### Information supplied

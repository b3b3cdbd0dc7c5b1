//! General message formatting functions for prettifying the CLI.
//! Includes basic utility functions such as:
//!
//! - Highlight Text (make the text hematite red)
//! - System message formatting functions that produce the same
//! format messages.

use colored::Colorize;

use crate::cli::colors::HEMATITE_RED;

pub fn highlight_argument(argument: &str) -> String {
    //! Highlight a piece of text in the hematite red
    //! color to make it obvious.
    //!
    //! Returns a formatted string.

    format!("{}", argument.color(HEMATITE_RED))
}

pub fn system_message(source_name: &str, message: String) -> String {
    //! Write a system message on the command line, properly
    //! formatted, according to the command line theme.
    //!
    //! Takes in a source name (like 'store') as [`String`] and
    //! the message as a formatted text; output of [`format!`].

    let source_formatted = format!("{:6}", source_name.color(HEMATITE_RED).bold());

    format!("[{}] {}", source_formatted, message)
}
//! The demo driver and schema viewer for the store.
//!
//! Everything here sits outside the core and consumes only its public
//! API: `create_table`, `drop_table`, `commit`, the query facade and the
//! catalog accessors.

use std::env;
use std::path::PathBuf;

use crate::store::{Database, Result};

mod colors;
mod messages;
pub mod parsers;
pub mod printer;
mod splash_screen;

pub use messages::{highlight_argument, system_message};

const DATA_DIR_VAR: &str = "HEMATITE_DATA_DIR";
const DEFAULT_DATA_DIR: &str = "./data";

pub fn resolve_data_dir(flag: Option<PathBuf>) -> PathBuf {
    //! Pick the data directory: the `--data-dir` flag wins, then the
    //! environment (a `.env` file is honored), then `./data`.

    flag.or_else(|| env::var(DATA_DIR_VAR).ok().map(PathBuf::from))
        .unwrap_or_else(|| PathBuf::from(DEFAULT_DATA_DIR))
}

pub fn run_schema(data_dir: PathBuf) -> Result<()> {
    //! Print the catalog of the database stored under `data_dir`.

    let db = Database::open(data_dir)?;

    if db.schema().is_empty() {
        println!("{}", system_message("schema", "no tables stored.".to_string()));
        return Ok(());
    }

    for (table, columns) in db.schema().all() {
        println!(
            "{}",
            system_message(
                "schema",
                format!("{}: {}", highlight_argument(&table), columns.join(", "))
            )
        );
    }

    Ok(())
}

pub fn run_demo(data_dir: PathBuf) -> Result<()> {
    //! Walk the store through its whole lifecycle against a real data
    //! directory, narrating each step.

    splash_screen::splash_screen();

    step("connecting to database...");
    let mut db = Database::open(data_dir)?;

    step("adding table 'minerals'...");
    let columns = vec![
        "id".to_string(),
        "name".to_string(),
        "hardness".to_string(),
    ];
    db.create_table("minerals", columns)?;

    step("inserting values into table...");
    let values = vec![
        vec!["1".to_string(), "hematite".to_string(), "6".to_string()],
        vec!["2".to_string(), "magnetite".to_string(), "6".to_string()],
        vec!["3".to_string(), "quartz".to_string(), "7".to_string()],
    ];
    db.query().insert_many("minerals", values)?;

    step("committing changes...");
    db.commit()?;

    step("the result of a select:");
    let result = db.query().select("minerals", &["name", "hardness"])?;
    println!();
    printer::print_result(&result);
    println!();

    step("updating columns...");
    db.query().drop_column("minerals", "hardness")?;
    db.query().rename("minerals", "name", "mineral")?;

    step("the new columns:");
    let columns = db.schema().table("minerals")?;
    println!("  {}\n", highlight_argument(&columns.join(", ")));

    step("dropping table and committing changes...");
    db.drop_table("minerals")?;
    db.commit()?;

    step("finished.");
    Ok(())
}

fn step(message: &str) {
    println!("{}", system_message("demo", message.to_string()));
}
use std::fmt::Display;

use serde::{Deserialize, Serialize};

use crate::store::error::{DbError, Result};
use crate::store::record::Record;

/// Stores a named collection of columns and records.
///
/// This is the dumb class of the store: it only knows how to feed rows into
/// itself and check them on the way in. [`super::Database`] is the smart
/// class that owns the table set, keeps the catalog in step and talks to
/// storage.
///
/// Invariants the table maintains itself:
/// - every record is exactly as wide as the column list;
/// - the value at position 0 (the primary key) is unique across rows.
///
/// Column names are positional metadata only. Position 0 is the primary key
/// column and cannot be deleted. `add_column` performs no duplicate-name
/// check; [`super::Query::add`] closes that gap against the catalog before
/// touching the table.
#[derive(Debug, Clone, Serialize, Deserialize)]
pub struct Table {
    name: String,
    columns: Vec<String>,
    rows: Vec<Record>,
}

impl Table {
    pub fn new(name: String, columns: Vec<String>) -> Result<Table> {
        //! Create an empty table with the given columns. A table always
        //! carries at least its primary key column at position 0.

        if columns.is_empty() {
            return Err(DbError::ArityMismatch {
                expected: 1,
                got: 0,
            });
        }

        Ok(Table {
            name,
            columns,
            rows: Vec::new(),
        })
    }

    pub fn name(&self) -> &str {
        &self.name
    }

    pub fn add_column(&mut self, name: &str, default: Option<&str>) {
        //! Append a column to the table. Every existing record grows by
        //! one field holding the default value.

        self.columns.push(name.to_string());

        for row in self.rows.iter_mut() {
            row.append_field(default);
        }
    }

    pub fn delete_column(&mut self, name: &str) -> Result<()> {
        //! Remove a column and the matching field of every record. The
        //! primary key column at position 0 is protected.

        let index = self
            .columns
            .iter()
            .position(|column| column == name)
            .ok_or_else(|| DbError::NotFound(format!("column '{}'", name)))?;

        if index == 0 {
            return Err(DbError::PrimaryKeyProtected(name.to_string()));
        }

        self.columns.remove(index);

        for row in self.rows.iter_mut() {
            row.remove_field(index)?;
        }

        Ok(())
    }

    pub fn rename_column(&mut self, old_name: &str, new_name: &str) -> Result<()> {
        //! Change the name of a column. Metadata only, records are never
        //! touched.

        let index = self
            .columns
            .iter()
            .position(|column| column == old_name)
            .ok_or_else(|| DbError::NotFound(format!("column '{}'", old_name)))?;

        self.columns[index] = new_name.to_string();
        Ok(())
    }

    pub fn add_row(&mut self, values: Vec<String>) -> Result<()> {
        //! Append a row if its width matches the column list and its
        //! primary key is unique. On failure the table is left untouched.

        if values.len() != self.columns.len() {
            return Err(DbError::ArityMismatch {
                expected: self.columns.len(),
                got: values.len(),
            });
        }

        // Linear scan over position 0. Fine at the scale this store targets.
        let key = &values[0];
        for row in self.rows.iter() {
            if row.get(0)? == key {
                return Err(DbError::DuplicateKey(key.clone()));
            }
        }

        self.rows.push(Record::new(values));
        Ok(())
    }

    pub fn delete_row(&mut self, primary_key: &str) -> Result<Record> {
        //! Remove the row whose primary key matches, returning it.

        let mut found = None;
        for (index, row) in self.rows.iter().enumerate() {
            if row.get(0)? == primary_key {
                found = Some(index);
                break;
            }
        }

        match found {
            Some(index) => Ok(self.rows.remove(index)),
            None => Err(DbError::NotFound(format!("row '{}'", primary_key))),
        }
    }

    pub fn columns(&self) -> Vec<String> {
        //! Get a copy of the column names, in order. Mutating the returned
        //! vector never affects the table.

        self.columns.clone()
    }

    pub fn records(&self) -> Vec<Record> {
        //! Get a copy of all rows as [`Record`]s.

        self.rows.clone()
    }

    pub fn rows(&self) -> Vec<Vec<String>> {
        //! Get a copy of all rows as plain string vectors, in
        //! `[row][column]` order.

        self.rows.iter().map(|row| row.values()).collect()
    }

    pub fn row_count(&self) -> usize {
        self.rows.len()
    }
}

impl Display for Table {
    fn fmt(&self, f: &mut std::fmt::Formatter<'_>) -> std::fmt::Result {
        let rows: Vec<String> = self.rows.iter().map(|row| format!("{}", row)).collect();
        writeln!(f, "{}\n{}", self.columns.join(" | "), rows.join("\n"))
    }
}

### Exercise directions
Please reproduce the lines from the line with "records are never" to the line with "if row.get(0)? == key", both ends included, exactly as they appear above.

### Result of this task
        //! Change the name of a column. Metadata only, records are never
        //! touched.

        let index = self
            .columns
            .iter()
            .position(|column| column == old_name)
            .ok_or_else(|| DbError::NotFound(format!("column '{}'", old_name)))?;

        self.columns[index] = new_name.to_string();
        Ok(())
    }

    pub fn add_row(&mut self, values: Vec<String>) -> Result<()> {
        //! Append a row if its width matches the column list and its
        //! primary key is unique. On failure the table is left untouched.

        if values.len() != self.columns.len() {
            return Err(DbError::ArityMismatch {
                expected: self.columns.len(),
                got: values.len(),
            });
        }

        // Linear scan over position 0. Fine at the scale this store targets.
        let key = &values[0];
        for row in self.rows.iter() {
            if row.get(0)? == key {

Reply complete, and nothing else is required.